§ **Problem to solve**: Transcribe every record that appears below, exactly and in full.

§ **Data records**:
────

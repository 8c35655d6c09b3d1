//! Per-key striped locks.
//!
//! A fixed array of mutexes indexed by key hash serializes writers that
//! touch the same user key. Distinct keys may share a stripe; a
//! collision only reduces concurrency, never correctness. Multi-key
//! commands acquire their stripes in ascending index order (after
//! dedup) so no two writers can deadlock each other.

use std::collections::hash_map::DefaultHasher;
use std::hash::{Hash, Hasher};
use std::sync::{Mutex, MutexGuard};

use bytes::Bytes;

/// Default number of stripes.
pub const DEFAULT_STRIPES: usize = 1024;

/// Fixed-size striped lock table.
pub struct LockRing {
    stripes: Vec<Mutex<()>>,
}

/// Held stripe guards for one command, released on drop.
pub struct KeyLocks<'a> {
    _guards: Vec<MutexGuard<'a, ()>>,
}

impl LockRing {
    /// Creates a ring of `size` stripes. Panics if `size` is zero.
    pub fn new(size: usize) -> Self {
        assert!(size > 0, "lock ring must have at least one stripe");
        Self {
            stripes: (0..size).map(|_| Mutex::new(())).collect(),
        }
    }

    /// Maps a key to its stripe index.
    pub fn stripe(&self, key: &[u8]) -> usize {
        let mut hasher = DefaultHasher::new();
        key.hash(&mut hasher);
        (hasher.finish() as usize) % self.stripes.len()
    }

    /// Locks the stripes covering `keys`, in canonical order.
    ///
    /// Stripe indices are sorted and deduplicated before acquisition,
    /// so duplicate keys and hash collisions within one command never
    /// self-deadlock.
    pub fn lock_keys(&self, keys: &[Bytes]) -> KeyLocks<'_> {
        let mut indices: Vec<usize> = keys.iter().map(|k| self.stripe(k)).collect();
        indices.sort_unstable();
        indices.dedup();

        let guards = indices
            .into_iter()
            .map(|i| lock_stripe(&self.stripes[i]))
            .collect();
        KeyLocks { _guards: guards }
    }
}

impl Default for LockRing {
    fn default() -> Self {
        Self::new(DEFAULT_STRIPES)
    }
}

impl std::fmt::Debug for LockRing {
    fn fmt(&self, f: &mut std::fmt::Formatter<'_>) -> std::fmt::Result {
        f.debug_struct("LockRing")
            .field("stripes", &self.stripes.len())
            .finish()
    }
}

/// Acquires one stripe. A poisoned stripe is still structurally sound
/// (the data it guards is unit), so the poison flag is cleared rather
/// than propagated.
fn lock_stripe(stripe: &Mutex<()>) -> MutexGuard<'_, ()> {
    stripe.lock().unwrap_or_else(|e| e.into_inner())
}

#[cfg(test)]
mod tests {
    use super::*;
    use std::sync::Arc;
    use std::thread;

    #[test]
    fn same_key_same_stripe() {
        let ring = LockRing::new(64);
        assert_eq!(ring.stripe(b"foo"), ring.stripe(b"foo"));
    }

    #[test]
    fn keys_spread_across_stripes() {
        let ring = LockRing::new(64);
        let mut seen = std::collections::HashSet::new();
        for i in 0..200 {
            seen.insert(ring.stripe(format!("key:{i}").as_bytes()));
        }
        assert!(seen.len() > 1, "expected keys to spread across stripes");
    }

    #[test]
    fn duplicate_keys_do_not_deadlock() {
        let ring = LockRing::new(8);
        let keys = vec![Bytes::from_static(b"a"), Bytes::from_static(b"a")];
        let _locks = ring.lock_keys(&keys);
    }

    #[test]
    fn colliding_keys_do_not_deadlock() {
        // with a single stripe, every key collides
        let ring = LockRing::new(1);
        let keys = vec![Bytes::from_static(b"a"), Bytes::from_static(b"b")];
        let _locks = ring.lock_keys(&keys);
    }

    #[test]
    fn writers_on_same_key_serialize() {
        let ring = Arc::new(LockRing::new(16));
        let counter = Arc::new(Mutex::new(0u64));

        let handles: Vec<_> = (0..8)
            .map(|_| {
                let ring = Arc::clone(&ring);
                let counter = Arc::clone(&counter);
                thread::spawn(move || {
                    for _ in 0..500 {
                        let _locks = ring.lock_keys(&[Bytes::from_static(b"contended")]);
                        let mut n = counter.lock().unwrap();
                        *n += 1;
                    }
                })
            })
            .collect();
        for h in handles {
            h.join().unwrap();
        }
        assert_eq!(*counter.lock().unwrap(), 4000);
    }

    #[test]
    fn interleaved_multi_key_writers_make_progress() {
        // two writers locking the same pair in opposite argument order
        // must not deadlock thanks to canonical acquisition order
        let ring = Arc::new(LockRing::new(16));
        let a = Bytes::from_static(b"alpha");
        let b = Bytes::from_static(b"beta");

        let handles: Vec<_> = [(a.clone(), b.clone()), (b, a)]
            .into_iter()
            .map(|(x, y)| {
                let ring = Arc::clone(&ring);
                thread::spawn(move || {
                    for _ in 0..2000 {
                        let _locks = ring.lock_keys(&[x.clone(), y.clone()]);
                    }
                })
            })
            .collect();
        for h in handles {
            h.join().unwrap();
        }
    }

    #[test]
    #[should_panic(expected = "at least one stripe")]
    fn zero_stripes_panics() {
        LockRing::new(0);
    }
}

────

§ **Expected output**:
repository 8c35655d6c09b3d1
//! Per-key striped locks.
//!
//! A fixed array of mutexes indexed by key hash serializes writers that
//! touch the same user key. Distinct keys may share a stripe; a
//! collision only reduces concurrency, never correctness. Multi-key
//! commands acquire their stripes in ascending index order (after
//! dedup) so no two writers can deadlock each other.

use std::collections::hash_map::DefaultHasher;
use std::hash::{Hash, Hasher};
use std::sync::{Mutex, MutexGuard};

use bytes::Bytes;

/// Default number of stripes.
pub const DEFAULT_STRIPES: usize = 1024;

/// Fixed-size striped lock table.
pub struct LockRing {
    stripes: Vec<Mutex<()>>,
}

/// Held stripe guards for one command, released on drop.
pub struct KeyLocks<'a> {
    _guards: Vec<MutexGuard<'a, ()>>,
}

impl LockRing {
    /// Creates a ring of `size` stripes. Panics if `size` is zero.
    pub fn new(size: usize) -> Self {
        assert!(size > 0, "lock ring must have at least one stripe");
        Self {
            stripes: (0..size).map(|_| Mutex::new(())).collect(),
        }
    }

    /// Maps a key to its stripe index.
    pub fn stripe(&self, key: &[u8]) -> usize {
        let mut hasher = DefaultHasher::new();
        key.hash(&mut hasher);
        (hasher.finish() as usize) % self.stripes.len()
    }

    /// Locks the stripes covering `keys`, in canonical order.
    ///
    /// Stripe indices are sorted and deduplicated before acquisition,
    /// so duplicate keys and hash collisions within one command never
    /// self-deadlock.
    pub fn lock_keys(&self, keys: &[Bytes]) -> KeyLocks<'_> {
        let mut indices: Vec<usize> = keys.iter().map(|k| self.stripe(k)).collect();
        indices.sort_unstable();
        indices.dedup();

        let guards = indices
            .into_iter()
            .map(|i| lock_stripe(&self.stripes[i]))
            .collect();
        KeyLocks { _guards: guards }
    }
}

impl Default for LockRing {
    fn default() -> Self {
        Self::new(DEFAULT_STRIPES)
    }
}

impl std::fmt::Debug for LockRing {
    fn fmt(&self, f: &mut std::fmt::Formatter<'_>) -> std::fmt::Result {
        f.debug_struct("LockRing")
            .field("stripes", &self.stripes.len())
            .finish()
    }
}

/// Acquires one stripe. A poisoned stripe is still structurally sound
/// (the data it guards is unit), so the poison flag is cleared rather
/// than propagated.
fn lock_stripe(stripe: &Mutex<()>) -> MutexGuard<'_, ()> {
    stripe.lock().unwrap_or_else(|e| e.into_inner())
}

#[cfg(test)]
mod tests {
    use super::*;
    use std::sync::Arc;
    use std::thread;

    #[test]
    fn same_key_same_stripe() {
        let ring = LockRing::new(64);
        assert_eq!(ring.stripe(b"foo"), ring.stripe(b"foo"));
    }

    #[test]
    fn keys_spread_across_stripes() {
        let ring = LockRing::new(64);
        let mut seen = std::collections::HashSet::new();
        for i in 0..200 {
            seen.insert(ring.stripe(format!("key:{i}").as_bytes()));
        }
        assert!(seen.len() > 1, "expected keys to spread across stripes");
    }

    #[test]
    fn duplicate_keys_do_not_deadlock() {
        let ring = LockRing::new(8);
        let keys = vec![Bytes::from_static(b"a"), Bytes::from_static(b"a")];
        let _locks = ring.lock_keys(&keys);
    }

    #[test]
    fn colliding_keys_do_not_deadlock() {
        // with a single stripe, every key collides
        let ring = LockRing::new(1);
        let keys = vec![Bytes::from_static(b"a"), Bytes::from_static(b"b")];
        let _locks = ring.lock_keys(&keys);
    }

    #[test]
    fn writers_on_same_key_serialize() {
        let ring = Arc::new(LockRing::new(16));
        let counter = Arc::new(Mutex::new(0u64));

        let handles: Vec<_> = (0..8)
            .map(|_| {
                let ring = Arc::clone(&ring);
                let counter = Arc::clone(&counter);
                thread::spawn(move || {
                    for _ in 0..500 {
                        let _locks = ring.lock_keys(&[Bytes::from_static(b"contended")]);
                        let mut n = counter.lock().unwrap();
                        *n += 1;
                    }
                })
            })
            .collect();
        for h in handles {
            h.join().unwrap();
        }
        assert_eq!(*counter.lock().unwrap(), 4000);
    }

    #[test]
    fn interleaved_multi_key_writers_make_progress() {
        // two writers locking the same pair in opposite argument order
        // must not deadlock thanks to canonical acquisition order
        let ring = Arc::new(LockRing::new(16));
        let a = Bytes::from_static(b"alpha");
        let b = Bytes::from_static(b"beta");

        let handles: Vec<_> = [(a.clone(), b.clone()), (b, a)]
            .into_iter()
            .map(|(x, y)| {
                let ring = Arc::clone(&ring);
                thread::spawn(move || {
                    for _ in 0..2000 {
                        let _locks = ring.lock_keys(&[x.clone(), y.clone()]);
                    }
                })
            })
            .collect();
        for h in handles {
            h.join().unwrap();
        }
    }

    #[test]
    #[should_panic(expected = "at least one stripe")]
    fn zero_stripes_panics() {
        LockRing::new(0);
    }
}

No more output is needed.